I love this kind of cooking. It helps that Nowah, who comes in to do dishes on Saturday mornings, is around to clean up. "Ah, you're busy now," she said as she greeted me. "Boss man coming home today?" We then agreed on the proverbial way-to-a-man's-heart-stomach dictum, which seems to have made it into West African culture as well...
A few years ago, when I was living on a farm in Tanzania and friends with the only masseuse in town, I'd invite her over for an afternoon to give massages to everyone. I remember making her fresh mango ice cream in custard made from farm eggs made by the chickens running around our yard. In between sessions, I pushed a bowl of it, light orange and thick with mango-ness, into her hands and handed her a spoon. "You're a kitchen witch," she said, smiling.
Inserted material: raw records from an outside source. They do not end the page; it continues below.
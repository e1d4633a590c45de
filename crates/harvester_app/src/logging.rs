//! Logging initialization for the harvester binary.
//!
//! File output goes to `./harvest.log` in the current working directory.

use std::fs::File;
use std::path::PathBuf;

use log::LevelFilter;
use simplelog::{
    ColorChoice, CombinedLogger, Config, ConfigBuilder, SharedLogger, TermLogger, TerminalMode,
    WriteLogger,
};

const LOG_FILE: &str = "./harvest.log";

/// Destination for log output.
#[derive(Debug, Clone, Copy, PartialEq, Eq, clap::ValueEnum)]
pub enum LogDestination {
    /// Write to ./harvest.log in current directory.
    File,
    /// Write to terminal (stderr for warnings and errors).
    Terminal,
    /// Write to both file and terminal.
    Both,
}

/// Initialize the logger with the specified destination and level.
pub fn initialize(destination: LogDestination, level: LevelFilter) {
    let config = build_config();

    let loggers: Vec<Box<dyn SharedLogger>> = match destination {
        LogDestination::File => {
            if let Some(file_logger) = create_file_logger(level, config) {
                vec![file_logger]
            } else {
                return;
            }
        }
        LogDestination::Terminal => {
            vec![TermLogger::new(
                level,
                config,
                TerminalMode::Mixed,
                ColorChoice::Auto,
            )]
        }
        LogDestination::Both => {
            let mut loggers: Vec<Box<dyn SharedLogger>> = vec![TermLogger::new(
                level,
                config.clone(),
                TerminalMode::Mixed,
                ColorChoice::Auto,
            )];
            if let Some(file_logger) = create_file_logger(level, config) {
                loggers.push(file_logger);
            }
            loggers
        }
    };

    let _ = CombinedLogger::init(loggers);
}

fn build_config() -> Config {
    ConfigBuilder::new()
        .set_time_format_rfc3339()
        .set_target_level(LevelFilter::Error)
        .build()
}

fn create_file_logger(level: LevelFilter, config: Config) -> Option<Box<WriteLogger<File>>> {
    let log_path = PathBuf::from(LOG_FILE);
    match File::create(&log_path) {
        Ok(file) => Some(WriteLogger::new(level, config, file)),
        Err(err) => {
            eprintln!("Warning: Could not create log file at {:?}: {}", log_path, err);
            None
        }
    }
}
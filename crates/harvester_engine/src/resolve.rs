//! Recognizes the two timeline payload shapes and flattens them into entries.

use engine_logging::engine_debug;
use serde::Deserialize;
use serde_json::Value;

use crate::schema::TimelineEntry;

/// The instruction list shared by both shapes.
#[derive(Debug, Default, Deserialize)]
#[serde(default)]
struct Timeline {
    instructions: Vec<Value>,
}

#[derive(Debug, Default, Deserialize)]
#[serde(default)]
struct TimelineHolder {
    timeline: Timeline,
}

/// `data.search_by_raw_query`
#[derive(Debug, Default, Deserialize)]
#[serde(default)]
struct SearchByRawQuery {
    search_timeline: TimelineHolder,
}

/// `data.user`
#[derive(Debug, Default, Deserialize)]
#[serde(default)]
struct UserRoot {
    result: UserResult,
}

#[derive(Debug, Default, Deserialize)]
#[serde(default)]
struct UserResult {
    timeline: TimelineHolder,
}

#[derive(Debug, Default, Deserialize)]
#[serde(default)]
struct SearchInstruction {
    entries: Vec<Value>,
}

#[derive(Debug, Deserialize)]
#[serde(tag = "type")]
enum UserInstruction {
    TimelineAddEntries {
        #[serde(default)]
        entries: Vec<Value>,
    },
    TimelinePinEntry {
        #[serde(default)]
        entry: Option<Value>,
    },
    #[serde(other)]
    Other,
}

/// A raw payload classified once into one of the known shapes.
#[derive(Debug, Clone, PartialEq)]
pub enum TimelineShape {
    /// Search results: entries of the first instruction.
    Search { entries: Vec<Value> },
    /// Profile timeline: added entries and pinned entries, in instruction order.
    UserTimeline { entries: Vec<Value> },
    /// Neither shape; contributes nothing.
    Unrecognized,
}

impl TimelineShape {
    /// Classifies a payload. Never fails: a recognized shape whose inner
    /// structure is malformed yields an empty entry list.
    pub fn classify(payload: &Value) -> Self {
        let data = payload.get("data");
        if let Some(search) = data.and_then(|d| d.get("search_by_raw_query")).filter(|v| truthy(v)) {
            return TimelineShape::Search {
                entries: search_entries(search),
            };
        }
        if let Some(user) = data.and_then(|d| d.get("user")).filter(|v| truthy(v)) {
            return TimelineShape::UserTimeline {
                entries: user_entries(user),
            };
        }
        TimelineShape::Unrecognized
    }

    /// Raw entries in emission order.
    pub fn into_raw_entries(self) -> Vec<Value> {
        match self {
            TimelineShape::Search { entries } | TimelineShape::UserTimeline { entries } => entries,
            TimelineShape::Unrecognized => Vec::new(),
        }
    }
}

/// Resolves a payload into typed entries, in order.
///
/// Entries that are not even shaped like a timeline entry (no `entryId`) are
/// dropped individually; the rest of the payload is still resolved.
pub fn resolve(payload: &Value) -> Vec<TimelineEntry> {
    TimelineShape::classify(payload)
        .into_raw_entries()
        .into_iter()
        .filter_map(|raw| match serde_json::from_value::<TimelineEntry>(raw) {
            Ok(entry) => Some(entry),
            Err(err) => {
                engine_debug!("Skipping malformed timeline entry: {}", err);
                None
            }
        })
        .collect()
}

fn search_entries(search: &Value) -> Vec<Value> {
    let Ok(root) = SearchByRawQuery::deserialize(search) else {
        return Vec::new();
    };
    root.search_timeline
        .timeline
        .instructions
        .first()
        .and_then(|first| SearchInstruction::deserialize(first).ok())
        .map(|instruction| instruction.entries)
        .unwrap_or_default()
}

fn user_entries(user: &Value) -> Vec<Value> {
    let Ok(root) = UserRoot::deserialize(user) else {
        return Vec::new();
    };
    let mut entries = Vec::new();
    for raw in &root.result.timeline.timeline.instructions {
        match UserInstruction::deserialize(raw) {
            Ok(UserInstruction::TimelineAddEntries { entries: added }) => entries.extend(added),
            Ok(UserInstruction::TimelinePinEntry { entry: Some(pinned) }) if truthy(&pinned) => {
                entries.push(pinned)
            }
            Ok(_) => {}
            Err(err) => engine_debug!("Skipping malformed timeline instruction: {}", err),
        }
    }
    entries
}

/// JSON truthiness: null, false, 0, "", [] and {} are all absent.
fn truthy(value: &Value) -> bool {
    match value {
        Value::Null => false,
        Value::Bool(b) => *b,
        Value::Number(n) => n.as_f64().is_some_and(|f| f != 0.0),
        Value::String(s) => !s.is_empty(),
        Value::Array(a) => !a.is_empty(),
        Value::Object(o) => !o.is_empty(),
    }
}
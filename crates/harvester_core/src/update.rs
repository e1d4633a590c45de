use crate::{Effect, HarvestState, Msg, Outcome, Phase, STAGNATION_LIMIT};

/// Pure update function: applies a message to state and returns any effects.
///
/// Messages that do not fit the current phase are ignored, so a finished
/// session never emits further effects.
pub fn update(mut state: HarvestState, msg: Msg) -> (HarvestState, Vec<Effect>) {
    let effects = match (state.phase(), msg) {
        (Phase::Idle, Msg::Start) => {
            state.set_phase(Phase::Navigating);
            vec![Effect::NavigateHome]
        }
        (Phase::Navigating, Msg::HomeLoaded) => {
            state.set_phase(Phase::AwaitingLogin);
            vec![Effect::AwaitLogin]
        }
        (Phase::AwaitingLogin, Msg::LoginConfirmed) => {
            state.set_phase(Phase::Collecting);
            vec![Effect::OpenTarget]
        }
        (Phase::AwaitingLogin, Msg::LoginTimedOut) => finish(&mut state, Outcome::LoginFailed),
        (Phase::Collecting, Msg::TargetOpened) => next_step(&mut state),
        (
            Phase::Collecting,
            Msg::BatchPersisted {
                new_records,
                stored,
            },
        ) => {
            state.record_persisted(new_records, stored);
            Vec::new()
        }
        (Phase::Collecting, Msg::StepSettled { stored }) => {
            state.settle_step(stored);
            next_step(&mut state)
        }
        _ => Vec::new(),
    };

    (state, effects)
}

// The target check runs first, so reaching the target always wins over stagnation.
fn next_step(state: &mut HarvestState) -> Vec<Effect> {
    if state.target_reached() {
        return finish(state, Outcome::TargetReached);
    }
    if state.stagnant_steps() >= STAGNATION_LIMIT {
        return finish(state, Outcome::Stagnated);
    }
    state.begin_step();
    vec![Effect::ScrollStep]
}

fn finish(state: &mut HarvestState, outcome: Outcome) -> Vec<Effect> {
    state.set_phase(Phase::Finished(outcome));
    vec![Effect::Cleanup { outcome }]
}
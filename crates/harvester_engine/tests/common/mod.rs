#![allow(dead_code)]
//! JSON fixtures shaped like the site's timeline responses.

use serde_json::{json, Value};

pub const SEARCH_URL: &str = "https://x.com/i/api/graphql/q1/SearchTimeline?variables=%7B%7D";
pub const USER_URL: &str = "https://x.com/i/api/graphql/u1/UserTweets?variables=%7B%7D";

/// A post entry by `@user` with attached media.
pub fn tweet_entry(id: &str, text: &str, lang: &str, user: &str) -> Value {
    json!({
        "entryId": format!("tweet-{id}"),
        "sortIndex": "1800000000000000000",
        "content": {
            "entryType": "TimelineTimelineItem",
            "itemContent": {
                "itemType": "TimelineTweet",
                "tweet_results": {
                    "result": {
                        "__typename": "Tweet",
                        "rest_id": id,
                        "core": {
                            "user_results": {
                                "result": {
                                    "core": { "screen_name": user, "name": "Display Name" },
                                    "location": { "location": "Mars" },
                                    "legacy": { "followers_count": 10, "description": null }
                                }
                            }
                        },
                        "legacy": {
                            "created_at": "Wed Oct 10 20:19:24 +0000 2018",
                            "id_str": id,
                            "full_text": text,
                            "lang": lang,
                            "favorite_count": 3,
                            "quote_count": 1,
                            "reply_count": 2,
                            "retweet_count": 4,
                            "user_id_str": "42",
                            "conversation_id_str": id,
                            "in_reply_to_screen_name": null,
                            "entities": {
                                "media": [
                                    { "media_url_https": "https://pbs.twimg.com/media/first.jpg" },
                                    { "media_url_https": "https://pbs.twimg.com/media/second.jpg" }
                                ]
                            }
                        }
                    }
                }
            }
        }
    })
}

pub fn post(id: &str) -> Value {
    tweet_entry(id, &format!("post {id}"), "en", "alice")
}

pub fn cursor_entry(position: &str) -> Value {
    json!({
        "entryId": format!("cursor-{position}-0"),
        "content": { "entryType": "TimelineTimelineCursor", "value": "DAACCgAC", "cursorType": position }
    })
}

pub fn search_payload(entries: Vec<Value>) -> Value {
    json!({
        "data": {
            "search_by_raw_query": {
                "search_timeline": {
                    "timeline": {
                        "instructions": [
                            { "type": "TimelineAddEntries", "entries": entries },
                            { "type": "TimelineReplaceEntry", "entry": cursor_entry("bottom") }
                        ]
                    }
                }
            }
        }
    })
}

pub fn user_payload(instructions: Vec<Value>) -> Value {
    json!({
        "data": {
            "user": {
                "result": {
                    "__typename": "User",
                    "timeline": { "timeline": { "instructions": instructions } }
                }
            }
        }
    })
}

pub fn add_entries(entries: Vec<Value>) -> Value {
    json!({ "type": "TimelineAddEntries", "entries": entries })
}

pub fn pin_entry(entry: Value) -> Value {
    json!({ "type": "TimelinePinEntry", "entry": entry })
}

pub fn entry_ids(entries: &[Value]) -> Vec<String> {
    entries
        .iter()
        .map(|e| e["entryId"].as_str().unwrap_or_default().to_string())
        .collect()
}
use std::time::Duration;

use harvester_core::Outcome;
use thiserror::Error;

use crate::driver::DriverError;
use crate::persist::PersistError;

/// Session-level failures. Everything below this level is absorbed and logged.
#[derive(Debug, Error)]
pub enum HarvestError {
    #[error(transparent)]
    Driver(#[from] DriverError),
    #[error(transparent)]
    Persist(#[from] PersistError),
    #[error("session stopped without a terminal status (phase {0})")]
    Stalled(String),
}

/// Summary of a finished session.
#[derive(Debug, Clone, PartialEq, Eq)]
pub struct HarvestReport {
    pub outcome: Outcome,
    /// Distinct posts collected, all of them persisted.
    pub records: usize,
    pub scroll_steps: u64,
    /// Rate-limit waits applied before scroll steps, in order.
    pub backoff_waits: Vec<Duration>,
}
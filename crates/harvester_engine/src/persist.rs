use std::fs::{self, OpenOptions};
use std::io;
use std::path::{Path, PathBuf};

use engine_logging::engine_info;
use tempfile::NamedTempFile;
use thiserror::Error;

use crate::schema::PostRecord;

#[derive(Debug, Error)]
pub enum PersistError {
    #[error("output directory missing or not writable: {0}")]
    OutputDir(String),
    #[error("io error: {0}")]
    Io(#[from] io::Error),
    #[error("csv error: {0}")]
    Csv(#[from] csv::Error),
}

/// Ensure output directory exists; create if missing.
pub fn ensure_output_dir(dir: &Path) -> Result<(), PersistError> {
    if dir.exists() {
        let meta = fs::metadata(dir).map_err(|e| PersistError::OutputDir(e.to_string()))?;
        if !meta.is_dir() {
            return Err(PersistError::OutputDir("path is not a directory".into()));
        }
    } else {
        fs::create_dir_all(dir).map_err(|e| PersistError::OutputDir(e.to_string()))?;
    }
    // Basic writability probe: try creating a temp file.
    NamedTempFile::new_in(dir).map_err(|e| PersistError::OutputDir(e.to_string()))?;
    Ok(())
}

/// Destination for newly inserted records, one call per batch.
pub trait RecordSink {
    fn append(&mut self, records: &[PostRecord]) -> Result<(), PersistError>;
}

/// Appends records to a CSV file. The header is written only when this sink
/// creates the file, so a file left by an interrupted run stays valid.
#[derive(Debug, Clone)]
pub struct CsvFileSink {
    path: PathBuf,
    /// Set once the output directory has passed [`ensure_output_dir`].
    dir_ready: bool,
}

impl CsvFileSink {
    pub fn new(path: PathBuf) -> Self {
        Self {
            path,
            dir_ready: false,
        }
    }

    pub fn path(&self) -> &Path {
        &self.path
    }
}

impl RecordSink for CsvFileSink {
    fn append(&mut self, records: &[PostRecord]) -> Result<(), PersistError> {
        // An empty file would make every later append skip the header.
        if records.is_empty() {
            return Ok(());
        }
        if !self.dir_ready {
            if let Some(dir) = self.path.parent().filter(|d| !d.as_os_str().is_empty()) {
                ensure_output_dir(dir)?;
            }
            self.dir_ready = true;
        }

        let is_new_file = !self.path.exists();
        let file = OpenOptions::new()
            .create(true)
            .append(true)
            .open(&self.path)?;
        let mut writer = csv::WriterBuilder::new()
            .has_headers(is_new_file)
            .terminator(csv::Terminator::CRLF)
            .from_writer(file);
        for record in records {
            writer.serialize(record)?;
        }
        writer.flush()?;

        engine_info!("Wrote {} posts to {}", records.len(), self.path.display());
        Ok(())
    }
}
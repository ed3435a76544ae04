#![cfg_attr(not(test), no_std)]

#[cfg(feature = "hardware")]
use core::sync::atomic::{AtomicUsize, Ordering};

#[cfg(feature = "hardware")]
use defmt_rtt as _; // global logger
#[cfg(feature = "hardware")]
use panic_probe as _;

// defmt needs a global logger at link time, host builds compile the calls out
macro_rules! log {
    ($level:ident, $($arg:tt)+) => {
        #[cfg(feature = "hardware")]
        defmt::$level!($($arg)+);
    };
}

pub mod error;
pub mod fixed;
pub mod hw;
pub mod plot;
pub mod sampler;
pub mod stats;

/// Entries recorded before the capture phase ends.
pub const CAPACITY: usize = 1000;
/// Rate of the sampling interrupt.
pub const SAMPLE_RATE_HZ: u32 = 10;
/// Duration of one tick of the free-running down-counter.
pub const TICK_US: u32 = 10;
/// Largest value of the 12-bit converter.
pub const ADC_FULL_SCALE: u16 = 4095;
/// Converter reference in millivolts.
pub const ADC_REFERENCE_MV: u32 = 3300;

pub const PLOT_TITLE: &str = "Lab 2 PMF";
pub const PLOT_DOMAIN: plot::PlotDomain = plot::PlotDomain {
    min_x: 0,
    max_x: ADC_FULL_SCALE as i32,
    min_y: 0,
    max_y: CAPACITY as i32,
};

#[cfg(feature = "hardware")]
static COUNT: AtomicUsize = AtomicUsize::new(0);
#[cfg(feature = "hardware")]
defmt::timestamp!("{=usize}", {
    let n = COUNT.load(Ordering::Relaxed);
    COUNT.store(n + 1, Ordering::Relaxed);
    n
});
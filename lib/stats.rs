//! Statistics over a completed capture.

use core::ops::Sub;

use heapless::Vec;

use crate::sampler::Capture;
use crate::{ADC_FULL_SCALE, ADC_REFERENCE_MV, TICK_US};

/// Which series of a capture the jitter is measured over.
///
/// Jitter usually means the spread of the sampling interval, while the
/// analog readout has always shown the spread of the converted values.
/// Both are available and displayed side by side.
#[derive(Copy, Clone, Debug, PartialEq, Eq)]
pub enum JitterSource {
    /// Spread of the converted values, in converter counts.
    Samples,
    /// Spread of the elapsed time between captures, in counter ticks. The
    /// first entry has no previous capture and is skipped.
    Elapsed,
}

/// Largest minus smallest element, `None` for an empty series.
pub fn spread<T>(series: &[T]) -> Option<T>
where
    T: Copy + Ord + Sub<Output = T>,
{
    let (first, rest) = series.split_first()?;
    let (min, max) = rest.iter().fold((*first, *first), |(min, max), &value| {
        (min.min(value), max.max(value))
    });
    Some(max - min)
}

/// Jitter of a capture measured over `source`.
pub fn jitter<const N: usize>(capture: &Capture<N>, source: JitterSource) -> Option<u32> {
    match source {
        JitterSource::Samples => spread(capture.samples()).map(u32::from),
        JitterSource::Elapsed => spread(capture.elapsed().get(1..)?),
    }
}

/// Empirical probability mass function, one bin per distinct value.
///
/// Entry `i` of the result is how many elements of `series` equal
/// `series[i]`, so every entry is at least one and the counts of its
/// distinct values sum to its length. At most `N` entries are produced.
pub fn pmf<T: PartialEq, const N: usize>(series: &[T]) -> Vec<u16, N> {
    let mut frequencies = Vec::new();
    for value in series.iter().take(N) {
        let count = series.iter().filter(|other| *other == value).count();
        // take(N) bounds the length
        let _ = frequencies.push(count as u16);
    }
    frequencies
}

/// Frequency series of the converted values of a capture.
pub fn capture_pmf<const N: usize>(capture: &Capture<N>) -> Vec<u16, N> {
    pmf(capture.samples())
}

/// Highest frequency in a frequency series, the count of the most common value.
pub fn peak(frequencies: &[u16]) -> u16 {
    frequencies.iter().copied().max().unwrap_or(0)
}

/// Readout values derived from a capture and its frequency series.
#[derive(Copy, Clone, Debug, PartialEq, Eq)]
pub struct Summary {
    /// Spread of the converted values, converter counts.
    pub analog_spread: u32,
    /// Spread of the sampling interval, counter ticks.
    pub timing_spread: u32,
    /// Occurrences of the most common value.
    pub peak: u16,
    pub len: usize,
}

impl Summary {
    pub fn new<const N: usize>(capture: &Capture<N>, frequencies: &[u16]) -> Self {
        Summary {
            analog_spread: jitter(capture, JitterSource::Samples).unwrap_or(0),
            timing_spread: jitter(capture, JitterSource::Elapsed).unwrap_or(0),
            peak: peak(frequencies),
            len: capture.len(),
        }
    }

    /// Analog spread in millivolts, the x 0.001 scale of a volt readout.
    pub fn analog_spread_mv(&self) -> i32 {
        let mv = u64::from(self.analog_spread) * u64::from(ADC_REFERENCE_MV)
            / u64::from(ADC_FULL_SCALE);
        clamp_i32(mv)
    }

    /// Timing spread in microseconds, the x 0.001 scale of a millisecond readout.
    pub fn timing_spread_us(&self) -> i32 {
        clamp_i32(u64::from(self.timing_spread) * u64::from(TICK_US))
    }

    /// Share of the most common value in percent, scaled by 256.
    pub fn peak_percent_q8(&self) -> u32 {
        if self.len == 0 {
            return 0;
        }
        (u32::from(self.peak) * 100 * 256) / self.len as u32
    }
}

fn clamp_i32(value: u64) -> i32 {
    value.min(i32::MAX as u64) as i32
}

#[cfg(test)]
mod tests {
    use super::*;
    use crate::hw::{DownCounter, OneShotAdc, ProfilePin};
    use crate::sampler::{Completion, Readouts, Sampler};
    use core::cell::Cell;

    #[test]
    fn spread_is_max_minus_min() {
        assert_eq!(spread(&[5u16, 9, 1, 7]), Some(8));
        assert_eq!(spread(&[3u32; 10]), Some(0));
        assert_eq!(spread(&[42u16]), Some(0));
        assert_eq!(spread::<u16>(&[]), None);
    }

    #[test]
    fn pmf_counts_exact_matches() {
        let series = [7u16, 3, 7, 7, 1, 3];
        let frequencies: Vec<u16, 6> = pmf(&series);
        assert_eq!(&frequencies[..], &[3, 2, 3, 3, 1, 2]);
    }

    #[test]
    fn distinct_value_counts_sum_to_length() {
        let series = [7u16, 3, 7, 7, 1, 3];
        let frequencies: Vec<u16, 6> = pmf(&series);
        let mut total = 0;
        for (i, value) in series.iter().enumerate() {
            if !series[..i].contains(value) {
                total += usize::from(frequencies[i]);
            }
        }
        assert_eq!(total, series.len());
        // Every entry summed counts each bin once per member
        let squared: usize = frequencies.iter().map(|&f| usize::from(f)).sum();
        assert_eq!(squared, 3 * 3 + 2 * 2 + 1);
    }

    #[test]
    fn pmf_is_recomputed_in_full() {
        let series = [2048u16, 2049, 2048, 2050];
        let first: Vec<u16, 4> = pmf(&series);
        let second: Vec<u16, 4> = pmf(&series);
        assert_eq!(first, second);
    }

    #[test]
    fn pmf_of_empty_series_is_empty() {
        let frequencies: Vec<u16, 4> = pmf::<u16, 4>(&[]);
        assert!(frequencies.is_empty());
        assert_eq!(peak(&frequencies), 0);
    }

    #[test]
    fn peak_is_largest_bin() {
        assert_eq!(peak(&[1, 4, 2, 4, 1]), 4);
    }

    struct Script<'a>(core::slice::Iter<'a, u16>);

    impl OneShotAdc for Script<'_> {
        fn convert(&mut self) -> u16 {
            self.0.next().copied().unwrap_or(0)
        }
    }

    struct Readings(Cell<usize>, &'static [u32]);

    impl DownCounter for Readings {
        const MAX: u32 = u32::MAX;

        fn now(&self) -> u32 {
            let i = self.0.get();
            self.0.set(i + 1);
            self.1[i]
        }
    }

    struct NoProbe;

    impl ProfilePin for NoProbe {
        fn set_high(&mut self) {}
        fn set_low(&mut self) {}
    }

    fn capture_of(values: &[u16], times: &'static [u32], capture: &mut Capture<4>) {
        let completion = Completion::new();
        let readouts = Readouts::new();
        let mut sampler = Sampler::new(capture, u32::MAX, &completion, &readouts);
        let mut adc = Script(values.iter());
        let counter = Readings(Cell::new(0), times);
        for _ in 0..values.len() {
            sampler.sample(&mut adc, &counter, &mut NoProbe);
        }
    }

    #[test]
    fn jitter_over_either_series() {
        let mut capture = Capture::new();
        capture_of(&[2000, 2010, 1990, 2005], &[10_000, 9_000, 7_900, 6_950], &mut capture);

        assert_eq!(jitter(&capture, JitterSource::Samples), Some(20));
        // 1000, 1100 and 950 ticks, the first delta is skipped
        assert_eq!(jitter(&capture, JitterSource::Elapsed), Some(150));
    }

    #[test]
    fn summary_scales_readouts() {
        let mut capture = Capture::new();
        capture_of(&[4095, 0, 4095, 4095], &[500, 400, 300, 200], &mut capture);
        let frequencies = capture_pmf(&capture);
        let summary = Summary::new(&capture, &frequencies);

        assert_eq!(summary.analog_spread, 4095);
        assert_eq!(summary.analog_spread_mv(), 3300);
        assert_eq!(summary.timing_spread, 0);
        assert_eq!(summary.timing_spread_us(), 0);
        assert_eq!(summary.peak, 3);
        // 75 % as x/256
        assert_eq!(summary.peak_percent_q8(), 75 * 256);
    }
}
It was one of the best compliments, one of those things that stays with you and builds you up forever after it's been said. Before that, I'd been a little uncomfortable finding my way around a kitchen, always sticking to books and asking people's opinions. After that, I found my own way. And now, on Saturday mornings, before a yoga session to shake my hangover, I'm grateful that I can make something with my hands and heart that everyone can enjoy.